The difficulty spike on the fourth island is legendary. I’ve seen veteran players lose their crowns in under ten minutes because they didn't account for the flying Greed variants that ignore walls entirely. You need fire. You need towers. You need to be ready to lose everything and rebuild.
The Visual Overhaul
Can we just appreciate the pixel art for a second? The way the marble reflects in the water is genuinely beautiful. Raw Fury and Styx have pushed the "Kingdom" engine to its absolute limit here. The sunsets look like a painting. It’s almost distracting. You’ll be staring at the background and forget that a wave of Greed is about to smash your outer wall.
The Verdict on the Ending
Without spoiling it, the finale at the top of the mountain is the most intense sequence in the entire franchise. It’s not just a big wave of enemies. It’s a multi-stage battle that tests everything you’ve learned about troop positioning and power timing.
It’s satisfying.
Most "Kingdom" games end with a bit of a whimper—you just sort of finish the last cave and that’s it. Kingdom Two Crowns Call of Olympus gives you a proper climax. It feels earned.

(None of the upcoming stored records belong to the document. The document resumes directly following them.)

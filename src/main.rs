pub mod models {
    pub mod regions;
}

pub mod config;
pub mod db {
    #[cfg(test)]
    pub mod memory;
    pub mod models;
    pub mod postgres;
    pub mod store;
}
pub mod generator;
pub mod retry;
pub mod sampling;
pub mod schema;
pub mod utils;
pub mod services {
    pub mod backfill;
    pub mod entities;
    pub mod ingest;
    pub mod provision;
    pub mod readings;
    pub mod realtime;
}

use crate::config::Config;
use crate::db::postgres::PgConnector;
use crate::generator::{Generator, ShutdownHandle};
use clap::Parser;
use log::{error, info, warn};
use signal_hook::consts::{SIGINT, SIGTERM};
use signal_hook::iterator::Signals;
use std::path::PathBuf;
use std::sync::mpsc::{self, Receiver};
use std::thread;

/// Seeds and continuously feeds a building-sensor database with synthetic data.
#[derive(Debug, Parser)]
#[command(name = "sensor-seeder", version)]
struct Cli {
    /// Wipe buildings, contacts, sensors and readings and generate everything anew.
    #[arg(long)]
    regenerate: bool,
    /// Load environment variables from this file instead of `./.env`.
    #[arg(long, value_name = "PATH")]
    env_file: Option<PathBuf>,
}

#[derive(Debug)]
struct LoadedEnvFile {
    path: PathBuf,
    explicit: bool,
}

/// Variables already present in the process environment win over the file.
fn load_env(explicit: Option<PathBuf>) -> Result<Option<LoadedEnvFile>, String> {
    if let Some(path) = explicit {
        if !path.is_file() {
            return Err(format!("env file not found: {}", path.display()));
        }
        dotenvy::from_path(&path).map_err(|e| format!("failed to load {}: {}", path.display(), e))?;
        return Ok(Some(LoadedEnvFile { path, explicit: true }));
    }

    let cwd = std::env::current_dir().map_err(|e| format!("unable to read current directory: {}", e))?;
    let default_path = cwd.join(".env");
    if !default_path.is_file() {
        return Ok(None);
    }
    dotenvy::from_path(&default_path).map_err(|e| format!("failed to load {}: {}", default_path.display(), e))?;
    Ok(Some(LoadedEnvFile {
        path: default_path,
        explicit: false,
    }))
}

/// Forward SIGINT/SIGTERM: flag any running backfill, then wake the main thread.
fn spawn_signal_listener(shutdown: ShutdownHandle) -> Result<Receiver<i32>, String> {
    let mut signals = Signals::new([SIGINT, SIGTERM]).map_err(|e| format!("failed to register signal handlers: {}", e))?;
    let (tx, rx) = mpsc::channel();
    thread::Builder::new()
        .name("signals".into())
        .spawn(move || {
            for signal in signals.forever() {
                shutdown.request();
                if tx.send(signal).is_err() {
                    break;
                }
            }
        })
        .map_err(|e| format!("failed to start signal listener: {}", e))?;
    Ok(rx)
}

fn run(cli: &Cli) -> Result<(), String> {
    // 1) Load config
    let cfg = Config::from_env()?;
    let g = &cfg.generator;
    info!(
        "Config loaded (db={}, buildings={}, batch_size={}, steady_interval={}s, seed={}, regenerate={})",
        g.database,
        g.building_count,
        g.batch_size,
        g.steady_interval.as_secs(),
        g.seed.map(|s| s.to_string()).unwrap_or_else(|| "-".to_string()),
        cli.regenerate
    );

    // 2) Generator + shutdown wiring
    let mut generator = Generator::new(PgConnector::new(&cfg.database_url), cfg.generator.clone());
    let signals = spawn_signal_listener(generator.shutdown_handle())?;

    // 3) Provision, seed/resume, backfill, first steady tick
    match generator.initialize(cli.regenerate) {
        Ok(()) => {}
        Err(e) if e.is_cancelled() => {
            info!("Shutdown requested during startup; exiting");
            return Ok(());
        }
        Err(e) => return Err(e.to_string()),
    }
    let status = generator.status();
    info!(
        "Running: {} sensor(s), {} tick(s) so far; press Ctrl-C to stop",
        status.sensor_count, status.ticks_emitted
    );

    // 4) Steady state until a signal arrives
    match signals.recv() {
        Ok(signal) => info!("Received signal {}, shutting down", signal),
        Err(_) => warn!("Signal listener exited; shutting down"),
    }
    generator.disconnect();
    let status = generator.status();
    info!(
        "Stopped after {} steady tick(s) ({} failed)",
        status.ticks_emitted, status.ticks_failed
    );
    Ok(())
}

fn main() {
    let cli = Cli::parse();
    let loaded_env = match load_env(cli.env_file.clone()) {
        Ok(info) => info,
        Err(err) => {
            eprintln!("fatal: {}", err);
            std::process::exit(1);
        }
    };

    // Init logging after environment so RUST_LOG from .env is respected.
    let default_filter = env_logger::Env::default().default_filter_or("info");
    env_logger::Builder::from_env(default_filter)
        .format_timestamp_secs()
        .init();

    if let Some(info) = loaded_env.as_ref() {
        let origin = if info.explicit { "CLI-specified" } else { "default" };
        info!("Environment loaded from {} .env file: {}", origin, info.path.display());
    }

    info!("sensor-seeder {} starting", env!("CARGO_PKG_VERSION"));
    if let Err(e) = run(&cli) {
        error!("fatal: {}", e);
        std::process::exit(1);
    }
}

Actionable Next Steps for Your Run
If you’re starting a new campaign today, do these three things immediately. First, prioritize finding the Pegasus mount; its ability to knock back enemies is the single most important defensive tool in the early game. Second, don't spend your gems on every statue you see; save them specifically for the Artemis and Zeus upgrades, as the archery and defense buffs are non-negotiable for the mountain climb. Finally, build your recruitment camps as close to your walls as possible using the bread hermit, because the travel time for new citizens in the Olympus biome is much longer due to the rugged terrain.
Get your walls up. Keep your crown. The mountain is waiting.